She willed herself not to be sick, but it was a near thing.
Once she had finally swallowed everything, she picked up the pieces of her dignity and rinsed out her mouth with anything she could find in her refrigerator. Despite the bold move, she knew she was still a few steps behind her soulmate in this growing Sense war. A low-simmering anxiousness set in, along with a grim satisfaction that hopefully, she had at least bought herself some time before a rebuttal.
.
.
The bell on the shop door rang when Hermione entered. Just the sound of it coupled with the act of stepping onto that well-worn floor overwhelmed her with such nostalgia that she almost expected to hear, "Miss Hermione, is that you?"
Her heart stopped for a moment, even though she knew the Muggle woman who used to run the shop had died many years ago. But a young Hermione had come here, to this specific delicatessen, with her grandmother many times. Things were different under the new proprietor, but the gist of the place was the same: a few sandwiches were being assembled for a waiting patron, while greasy takeaway bags of chips were being passed over the counter to a short line of people. A little girl longingly eyed a display of assorted biscuits and sweets. Lining the far wall were refrigerators full of containers of soups, pies, and meals that looked ready to simply put in the oven at home. An older couple were rifling through the cheese selection, remarking about the different kinds to one another in an undertone. Breads and mounds of meat were on display behind glass, or else being taken out to be portioned out and weighed for customers.
Feeling confident, Hermione went up to the counter and waited. When it was her turn, she confidently stated, "I'd like to order a jar of pigs' trotters please."
When she left the little shop with her package, she experienced a moment's indecision. On the one hand, she had come here specifically because it was the only place she knew of that actually carried jars of pickled pigs' feet. To a young Hermione's disgust, her grandmother had occasionally used to eat them straight out of the jar. Still, she was only here in her old neighborhood for the purpose of a single purchase.
Then again, her parents' old dentistry practice was only a few blocks away...
But what could be gained from going? she had to wonder. Her feet started moving all the same, before she had even made the decision.
She came to a stop in front of an all-too-familiar storefront, lingering outside and mentally replaying the phantom motion of unlocking the door and punching in the alarm code—her birthday. The place had got a paint job in the last few years, and the sign over the door now said: Greene's Physiotherapy, and under that, smaller, the names Dr Joseph Greene, DPT & Dr Elizabeth Greene, DPT. Hermione stared at the sign, wondering if the Doctors Greene were a married couple practicing their medicine together just as the Doctors Granger once had in this very location. The idea was unexpectedly uplifting.

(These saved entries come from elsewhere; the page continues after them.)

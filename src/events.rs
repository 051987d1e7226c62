// Event types and payload structures for real-time updates
// These are broadcast via WebSocket to connected clients

use crate::models::{AgentStatus, Message};
use crate::ralph_loop::{RalphLoopStatus, ReviewerFeedback, WorkerSummary};
use serde::{Deserialize, Serialize};
use tokio::sync::broadcast;

// Interactive agent events
pub const EVENT_AGENT_MESSAGE: &str = "agent:message";
pub const EVENT_AGENT_STATUS: &str = "agent:status";
pub const EVENT_AGENT_EXITED: &str = "agent:exited";

// Ralph Loop events
pub const EVENT_RALPH_STATUS: &str = "ralph_loop:status";
pub const EVENT_RALPH_ITERATION_START: &str = "ralph_loop:iteration_start";
pub const EVENT_RALPH_OUTPUT: &str = "ralph_loop:output";
pub const EVENT_RALPH_WORKER_COMPLETE: &str = "ralph_loop:worker_complete";
pub const EVENT_RALPH_REVIEWER_COMPLETE: &str = "ralph_loop:reviewer_complete";
pub const EVENT_RALPH_COMPLETE: &str = "ralph_loop:complete";
pub const EVENT_RALPH_ERROR: &str = "ralph_loop:error";

// Shell command events
pub const EVENT_SHELL_OUTPUT: &str = "shell:output";
pub const EVENT_SHELL_EXIT: &str = "shell:exit";

pub const EVENT_SETTINGS_UPDATED: &str = "settings:updated";
pub const EVENT_PROJECTS_UPDATED: &str = "projects:updated";

/// Payload for a message produced (or received) by the interactive agent
#[derive(Debug, Clone, Serialize, Deserialize)]
#[serde(rename_all = "camelCase")]
pub struct AgentMessagePayload {
    pub conversation_id: String,
    pub message: Message,
}

#[derive(Debug, Clone, Serialize, Deserialize)]
#[serde(rename_all = "camelCase")]
pub struct AgentStatusPayload {
    pub status: AgentStatus,
    pub conversation_id: Option<String>,
    /// Position in the wait queue when `queued` (0-based)
    #[serde(skip_serializing_if = "Option::is_none")]
    pub queue_position: Option<usize>,
}

#[derive(Debug, Clone, Serialize, Deserialize)]
#[serde(rename_all = "camelCase")]
pub struct AgentExitedPayload {
    pub conversation_id: String,
    pub exit_code: Option<i32>,
    #[serde(skip_serializing_if = "Option::is_none")]
    pub error: Option<String>,
}

#[derive(Debug, Clone, Serialize, Deserialize)]
#[serde(rename_all = "camelCase")]
pub struct RalphLoopStatusPayload {
    pub task_id: String,
    pub status: RalphLoopStatus,
    pub current_iteration: u32,
}

#[derive(Debug, Clone, Serialize, Deserialize)]
#[serde(rename_all = "camelCase")]
pub struct RalphLoopIterationPayload {
    pub task_id: String,
    pub iteration: u32,
    pub max_turns: u32,
}

/// Streaming output from the worker or reviewer process
#[derive(Debug, Clone, Serialize, Deserialize)]
#[serde(rename_all = "camelCase")]
pub struct RalphLoopOutputPayload {
    pub task_id: String,
    pub iteration: u32,
    /// "worker" or "reviewer"
    pub role: String,
    pub content: String,
}

#[derive(Debug, Clone, Serialize, Deserialize)]
#[serde(rename_all = "camelCase")]
pub struct RalphLoopWorkerCompletePayload {
    pub task_id: String,
    pub summary: WorkerSummary,
}

#[derive(Debug, Clone, Serialize, Deserialize)]
#[serde(rename_all = "camelCase")]
pub struct RalphLoopReviewerCompletePayload {
    pub task_id: String,
    pub feedback: ReviewerFeedback,
}

#[derive(Debug, Clone, Serialize, Deserialize)]
#[serde(rename_all = "camelCase")]
pub struct RalphLoopCompletePayload {
    pub task_id: String,
    pub status: RalphLoopStatus,
    pub final_status: Option<crate::ralph_loop::RalphLoopFinalStatus>,
    pub iterations: u32,
}

#[derive(Debug, Clone, Serialize, Deserialize)]
#[serde(rename_all = "camelCase")]
pub struct RalphLoopErrorPayload {
    pub task_id: String,
    pub error: String,
}

#[derive(Debug, Clone, Serialize, Deserialize)]
#[serde(rename_all = "camelCase")]
pub struct ShellOutputPayload {
    pub id: String,
    /// "stdout" or "stderr"
    pub stream: String,
    pub data: String,
}

#[derive(Debug, Clone, Serialize, Deserialize)]
#[serde(rename_all = "camelCase")]
pub struct ShellExitPayload {
    pub id: String,
    pub exit_code: Option<i32>,
    pub timed_out: bool,
    pub killed: bool,
}

/// A server event that can be broadcast to WebSocket clients
#[derive(Debug, Clone, Serialize, Deserialize)]
#[serde(rename_all = "camelCase")]
pub struct ServerEvent {
    /// Event type (e.g., "ralph_loop:status", "agent:message")
    pub event: String,
    /// Project the event belongs to; `None` for global events
    pub project_id: Option<String>,
    /// Event payload as JSON value
    pub payload: serde_json::Value,
}

/// Broadcasts events to all connected WebSocket clients
pub struct EventBroadcaster {
    tx: broadcast::Sender<ServerEvent>,
}

impl EventBroadcaster {
    /// Create a new event broadcaster with a channel capacity of 1000 events
    pub fn new() -> Self {
        let (tx, _) = broadcast::channel(1000);
        Self { tx }
    }

    /// Broadcast an event scoped to a project
    pub fn broadcast(&self, event_type: &str, project_id: &str, payload: impl Serialize) {
        self.send(event_type, Some(project_id.to_string()), payload);
    }

    /// Broadcast an event that is not tied to a project
    pub fn broadcast_global(&self, event_type: &str, payload: impl Serialize) {
        self.send(event_type, None, payload);
    }

    fn send(&self, event_type: &str, project_id: Option<String>, payload: impl Serialize) {
        let event = ServerEvent {
            event: event_type.to_string(),
            project_id,
            payload: serde_json::to_value(payload).unwrap_or(serde_json::Value::Null),
        };

        log::trace!("Broadcasting {} ({:?})", event.event, event.project_id);

        // Ignore send errors (no receivers)
        let _ = self.tx.send(event);
    }

    /// Subscribe to events (returns a receiver)
    pub fn subscribe(&self) -> broadcast::Receiver<ServerEvent> {
        self.tx.subscribe()
    }
}

impl Default for EventBroadcaster {
    fn default() -> Self {
        Self::new()
    }
}

#[cfg(test)]
mod tests {
    use super::*;

    #[tokio::test]
    async fn test_broadcast_reaches_subscriber() {
        let broadcaster = EventBroadcaster::new();
        let mut rx = broadcaster.subscribe();

        broadcaster.broadcast(
            EVENT_SHELL_EXIT,
            "proj_1",
            ShellExitPayload {
                id: "sh_1".to_string(),
                exit_code: Some(0),
                timed_out: false,
                killed: false,
            },
        );

        let event = rx.recv().await.unwrap();
        assert_eq!(event.event, "shell:exit");
        assert_eq!(event.project_id.as_deref(), Some("proj_1"));
        assert_eq!(event.payload["exitCode"], 0);
    }

    #[test]
    fn test_broadcast_without_subscribers_is_noop() {
        let broadcaster = EventBroadcaster::new();
        broadcaster.broadcast_global(EVENT_SETTINGS_UPDATED, serde_json::json!({}));
    }

    #[test]
    fn test_server_event_serialization() {
        let event = ServerEvent {
            event: EVENT_RALPH_STATUS.to_string(),
            project_id: None,
            payload: serde_json::json!({ "taskId": "task-123" }),
        };

        let json = serde_json::to_value(&event).unwrap();
        assert_eq!(json["event"], "ralph_loop:status");
        assert!(json["projectId"].is_null());
        assert_eq!(json["payload"]["taskId"], "task-123");
    }
}
/// Process slots across all projects
#[derive(Debug, Clone, Serialize, PartialEq, Eq)]
#[serde(rename_all = "camelCase")]
pub struct ResourceStatus {
    pub running: usize,
    pub queued: usize,
    pub max_concurrent: usize,
    pub running_projects: Vec<String>,
    pub queued_projects: Vec<String>,
}

struct RunningAgent {
    conversation_id: String,
    cancel: CancelHandle,
    started_at: DateTime<Utc>,
}

struct QueuedRequest {
    project_id: String,
    conversation_id: String,
    request: AgentRunRequest,
}

#[derive(Default)]
struct ManagerInner {
    running: HashMap<String, RunningAgent>,
    queue: VecDeque<QueuedRequest>,
    /// Projects whose `send_message` is between its check and its start
    reserved: HashSet<String>,
    /// Last reported status per project, with its conversation
    last_status: HashMap<String, (AgentStatus, Option<String>)>,
}

impl ManagerInner {
    fn is_active(&self, project_id: &str) -> bool {
        self.running.contains_key(project_id)
            || self.reserved.contains(project_id)
            || self.queue.iter().any(|q| q.project_id == project_id)
    }
}

/// Agent lifecycle manager
pub struct AgentManager {
    data_dir: PathBuf,
    runner: Arc<dyn AgentRunner>,
    broadcaster: Arc<EventBroadcaster>,
    inner: Mutex<ManagerInner>,
}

For a second time, her feet seemed to move on their own. She was not really wearing the best shoes for a walk across town, and the jar of pigs' feet was heavy with anticipation in her pocket. Still she walked, and as she did, she remembered the first time she had ever seen her mother's Fatemark. She had been a small girl at the time, and her mother had told her to sit on a stool in the kitchen while she braided Hermione's bushy hair. The shirt she was wearing did not have sleeves, and when she lifted her arm, there it was: the pink and red petals of a rose looking as if it had been painted onto the inside of her upper arm.
Immediately, Hermione had questioned, "What is that?"
Marianne Granger had smiled at her and replied, "That's your father's kiss."
"Why is father's kiss on your arm?"
"It's been there since I was born."
Hermione turned this over in her head. "Does father have your kiss as well?"
"He does."
"Why?"
"It's called a Fatemark. It became a rose when we met. When I was a little girl, it was a blank patch of white skin on my arm, just like yours—"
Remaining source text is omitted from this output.